◆ Exercise: Look through the data below and report how many lines include "strings". Only the number should be given.

◆ Input data:
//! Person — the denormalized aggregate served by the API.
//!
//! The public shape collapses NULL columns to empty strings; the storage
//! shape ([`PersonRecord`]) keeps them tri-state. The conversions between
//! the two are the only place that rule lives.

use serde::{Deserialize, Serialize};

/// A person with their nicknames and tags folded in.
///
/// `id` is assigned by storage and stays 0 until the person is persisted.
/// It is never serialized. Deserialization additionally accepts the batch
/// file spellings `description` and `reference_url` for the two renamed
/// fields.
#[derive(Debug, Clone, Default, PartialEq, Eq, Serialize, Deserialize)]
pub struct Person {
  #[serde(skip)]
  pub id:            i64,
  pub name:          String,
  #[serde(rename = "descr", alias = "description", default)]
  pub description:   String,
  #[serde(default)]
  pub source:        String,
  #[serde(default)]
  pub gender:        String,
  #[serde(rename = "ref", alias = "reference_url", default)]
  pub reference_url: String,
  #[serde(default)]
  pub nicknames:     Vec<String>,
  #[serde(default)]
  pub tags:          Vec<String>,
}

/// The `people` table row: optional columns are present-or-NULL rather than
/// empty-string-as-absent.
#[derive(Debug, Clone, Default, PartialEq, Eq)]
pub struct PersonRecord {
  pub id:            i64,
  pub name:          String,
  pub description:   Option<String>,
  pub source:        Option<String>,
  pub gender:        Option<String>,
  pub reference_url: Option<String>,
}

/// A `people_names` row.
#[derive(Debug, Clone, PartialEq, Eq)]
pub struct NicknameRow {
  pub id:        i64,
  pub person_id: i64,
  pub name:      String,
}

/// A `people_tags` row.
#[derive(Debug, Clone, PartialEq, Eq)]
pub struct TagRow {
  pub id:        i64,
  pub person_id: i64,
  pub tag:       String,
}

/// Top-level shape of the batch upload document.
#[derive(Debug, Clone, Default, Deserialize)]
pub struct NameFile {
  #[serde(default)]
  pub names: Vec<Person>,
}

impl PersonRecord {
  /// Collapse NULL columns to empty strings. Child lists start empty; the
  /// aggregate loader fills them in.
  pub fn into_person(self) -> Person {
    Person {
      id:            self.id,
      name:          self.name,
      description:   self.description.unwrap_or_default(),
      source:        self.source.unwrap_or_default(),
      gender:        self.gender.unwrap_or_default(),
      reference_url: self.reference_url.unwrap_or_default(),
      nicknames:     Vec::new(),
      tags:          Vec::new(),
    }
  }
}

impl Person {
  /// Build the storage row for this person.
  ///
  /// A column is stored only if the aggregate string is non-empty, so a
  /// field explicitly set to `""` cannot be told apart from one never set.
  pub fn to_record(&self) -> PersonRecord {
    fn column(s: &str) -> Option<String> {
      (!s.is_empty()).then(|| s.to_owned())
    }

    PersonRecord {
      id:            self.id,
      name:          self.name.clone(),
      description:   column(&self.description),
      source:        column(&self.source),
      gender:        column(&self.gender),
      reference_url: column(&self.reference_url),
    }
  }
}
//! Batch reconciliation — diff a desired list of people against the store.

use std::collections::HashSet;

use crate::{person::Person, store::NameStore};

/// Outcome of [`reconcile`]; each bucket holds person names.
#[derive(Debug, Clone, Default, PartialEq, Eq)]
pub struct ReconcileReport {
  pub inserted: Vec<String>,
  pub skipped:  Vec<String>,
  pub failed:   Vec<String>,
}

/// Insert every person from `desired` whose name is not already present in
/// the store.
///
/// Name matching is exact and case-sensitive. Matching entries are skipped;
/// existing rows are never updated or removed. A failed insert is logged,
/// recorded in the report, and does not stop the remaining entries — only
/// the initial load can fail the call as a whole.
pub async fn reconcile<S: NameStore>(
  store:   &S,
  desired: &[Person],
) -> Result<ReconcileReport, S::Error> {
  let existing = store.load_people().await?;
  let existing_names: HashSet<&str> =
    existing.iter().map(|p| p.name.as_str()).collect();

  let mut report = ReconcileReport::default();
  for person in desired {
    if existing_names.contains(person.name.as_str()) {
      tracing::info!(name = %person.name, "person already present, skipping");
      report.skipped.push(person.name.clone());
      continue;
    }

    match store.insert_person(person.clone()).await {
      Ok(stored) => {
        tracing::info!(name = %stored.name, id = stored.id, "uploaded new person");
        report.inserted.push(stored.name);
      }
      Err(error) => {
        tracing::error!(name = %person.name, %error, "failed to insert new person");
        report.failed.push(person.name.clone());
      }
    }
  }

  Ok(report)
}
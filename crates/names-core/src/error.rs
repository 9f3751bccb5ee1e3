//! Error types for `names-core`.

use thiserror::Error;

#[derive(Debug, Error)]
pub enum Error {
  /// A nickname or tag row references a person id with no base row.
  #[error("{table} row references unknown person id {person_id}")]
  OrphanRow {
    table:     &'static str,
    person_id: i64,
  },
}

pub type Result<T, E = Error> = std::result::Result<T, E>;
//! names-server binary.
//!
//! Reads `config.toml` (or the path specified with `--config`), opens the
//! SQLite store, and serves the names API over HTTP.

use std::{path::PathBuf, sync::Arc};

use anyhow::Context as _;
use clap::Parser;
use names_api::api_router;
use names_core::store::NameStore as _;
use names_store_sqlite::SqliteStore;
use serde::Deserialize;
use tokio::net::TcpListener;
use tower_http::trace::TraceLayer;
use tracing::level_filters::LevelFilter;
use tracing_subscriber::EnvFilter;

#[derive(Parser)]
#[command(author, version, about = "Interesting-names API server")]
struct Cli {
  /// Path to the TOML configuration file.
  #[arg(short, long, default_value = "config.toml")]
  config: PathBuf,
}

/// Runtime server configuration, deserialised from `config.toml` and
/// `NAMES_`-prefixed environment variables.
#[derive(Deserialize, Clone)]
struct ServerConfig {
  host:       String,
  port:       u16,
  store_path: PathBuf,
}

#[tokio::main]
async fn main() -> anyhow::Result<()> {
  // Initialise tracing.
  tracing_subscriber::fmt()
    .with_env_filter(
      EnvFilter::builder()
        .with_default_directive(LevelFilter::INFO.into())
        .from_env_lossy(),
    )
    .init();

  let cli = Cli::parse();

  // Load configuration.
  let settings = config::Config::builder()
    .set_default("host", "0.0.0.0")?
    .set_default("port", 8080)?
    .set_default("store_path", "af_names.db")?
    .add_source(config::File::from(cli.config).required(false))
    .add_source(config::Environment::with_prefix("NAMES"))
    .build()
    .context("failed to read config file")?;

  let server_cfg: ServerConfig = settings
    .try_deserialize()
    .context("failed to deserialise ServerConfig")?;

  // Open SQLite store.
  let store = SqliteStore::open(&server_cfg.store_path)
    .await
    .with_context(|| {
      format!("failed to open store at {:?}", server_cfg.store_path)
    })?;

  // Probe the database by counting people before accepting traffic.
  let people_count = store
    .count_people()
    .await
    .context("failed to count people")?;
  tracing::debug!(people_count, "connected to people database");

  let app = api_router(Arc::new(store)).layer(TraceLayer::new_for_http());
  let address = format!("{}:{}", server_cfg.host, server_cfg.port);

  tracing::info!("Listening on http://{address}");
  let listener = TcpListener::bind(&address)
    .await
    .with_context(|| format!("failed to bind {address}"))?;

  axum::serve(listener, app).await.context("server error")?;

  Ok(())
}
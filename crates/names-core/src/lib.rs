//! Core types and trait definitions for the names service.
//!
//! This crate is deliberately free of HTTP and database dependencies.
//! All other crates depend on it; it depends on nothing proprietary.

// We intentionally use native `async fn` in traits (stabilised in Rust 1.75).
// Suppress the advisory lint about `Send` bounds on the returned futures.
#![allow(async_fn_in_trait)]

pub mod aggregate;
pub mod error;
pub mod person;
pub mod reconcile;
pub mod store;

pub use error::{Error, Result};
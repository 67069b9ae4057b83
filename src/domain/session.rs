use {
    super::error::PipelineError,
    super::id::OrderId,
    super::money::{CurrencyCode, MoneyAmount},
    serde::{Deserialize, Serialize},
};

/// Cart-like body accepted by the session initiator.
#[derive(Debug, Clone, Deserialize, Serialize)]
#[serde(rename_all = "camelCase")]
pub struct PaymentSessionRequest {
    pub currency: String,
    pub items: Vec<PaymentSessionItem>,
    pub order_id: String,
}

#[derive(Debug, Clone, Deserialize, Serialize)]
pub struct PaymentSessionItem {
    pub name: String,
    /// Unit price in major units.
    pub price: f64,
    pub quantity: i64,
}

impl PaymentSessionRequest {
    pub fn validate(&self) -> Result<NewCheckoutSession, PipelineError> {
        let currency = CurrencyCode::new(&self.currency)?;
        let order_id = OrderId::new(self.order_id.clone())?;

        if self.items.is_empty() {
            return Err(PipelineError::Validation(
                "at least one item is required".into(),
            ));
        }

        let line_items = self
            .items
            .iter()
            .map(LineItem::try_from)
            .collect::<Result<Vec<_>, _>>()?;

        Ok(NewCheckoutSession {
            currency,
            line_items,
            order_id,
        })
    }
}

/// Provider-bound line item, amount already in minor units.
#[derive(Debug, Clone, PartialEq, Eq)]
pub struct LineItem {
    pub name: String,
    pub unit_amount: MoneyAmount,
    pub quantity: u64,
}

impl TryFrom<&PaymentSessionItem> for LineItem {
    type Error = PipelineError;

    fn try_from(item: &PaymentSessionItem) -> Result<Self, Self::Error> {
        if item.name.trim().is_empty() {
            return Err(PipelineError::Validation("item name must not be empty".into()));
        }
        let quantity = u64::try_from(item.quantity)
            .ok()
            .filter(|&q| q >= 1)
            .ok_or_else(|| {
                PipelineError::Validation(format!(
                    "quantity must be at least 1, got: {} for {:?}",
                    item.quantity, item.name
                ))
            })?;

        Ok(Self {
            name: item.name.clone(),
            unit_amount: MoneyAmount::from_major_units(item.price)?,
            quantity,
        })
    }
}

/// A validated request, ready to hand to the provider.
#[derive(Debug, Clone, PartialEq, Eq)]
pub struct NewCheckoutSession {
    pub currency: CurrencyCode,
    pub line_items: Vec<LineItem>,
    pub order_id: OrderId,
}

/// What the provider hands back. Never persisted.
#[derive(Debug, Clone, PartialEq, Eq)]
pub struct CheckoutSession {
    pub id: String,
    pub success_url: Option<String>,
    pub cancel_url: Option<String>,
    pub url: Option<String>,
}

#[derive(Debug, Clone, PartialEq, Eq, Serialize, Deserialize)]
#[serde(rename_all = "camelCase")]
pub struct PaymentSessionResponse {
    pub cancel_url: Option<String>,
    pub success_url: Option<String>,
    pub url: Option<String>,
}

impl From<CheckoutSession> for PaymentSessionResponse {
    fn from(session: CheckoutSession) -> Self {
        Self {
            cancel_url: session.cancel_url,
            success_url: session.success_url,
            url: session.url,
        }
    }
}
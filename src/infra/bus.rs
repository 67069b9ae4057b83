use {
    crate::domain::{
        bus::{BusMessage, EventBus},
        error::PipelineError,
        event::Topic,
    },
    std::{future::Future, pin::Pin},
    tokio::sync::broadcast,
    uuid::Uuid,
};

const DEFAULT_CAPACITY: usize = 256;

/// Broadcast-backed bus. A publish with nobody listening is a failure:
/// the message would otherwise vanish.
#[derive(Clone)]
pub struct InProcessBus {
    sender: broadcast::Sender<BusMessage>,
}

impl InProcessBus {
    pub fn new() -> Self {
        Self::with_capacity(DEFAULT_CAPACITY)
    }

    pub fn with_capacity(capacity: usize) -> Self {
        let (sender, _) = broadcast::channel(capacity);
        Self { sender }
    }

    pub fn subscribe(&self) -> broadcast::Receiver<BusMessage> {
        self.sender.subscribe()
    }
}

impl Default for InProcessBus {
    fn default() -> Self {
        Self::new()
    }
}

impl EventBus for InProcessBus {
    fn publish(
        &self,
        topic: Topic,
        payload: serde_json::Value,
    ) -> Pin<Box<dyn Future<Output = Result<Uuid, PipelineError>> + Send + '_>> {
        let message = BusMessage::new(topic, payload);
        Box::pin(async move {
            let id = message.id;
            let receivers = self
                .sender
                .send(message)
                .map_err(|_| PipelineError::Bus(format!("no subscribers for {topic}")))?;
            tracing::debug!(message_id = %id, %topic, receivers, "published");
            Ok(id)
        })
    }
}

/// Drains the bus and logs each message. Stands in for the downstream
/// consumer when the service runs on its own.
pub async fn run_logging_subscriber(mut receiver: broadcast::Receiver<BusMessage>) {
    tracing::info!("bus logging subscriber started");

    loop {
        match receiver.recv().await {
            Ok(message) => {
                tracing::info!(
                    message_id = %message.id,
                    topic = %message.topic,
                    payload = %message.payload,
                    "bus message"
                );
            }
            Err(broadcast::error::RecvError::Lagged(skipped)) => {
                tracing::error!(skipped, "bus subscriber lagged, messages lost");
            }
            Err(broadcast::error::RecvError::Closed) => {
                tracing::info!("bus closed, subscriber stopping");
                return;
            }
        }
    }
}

◆ Reply to the task: 2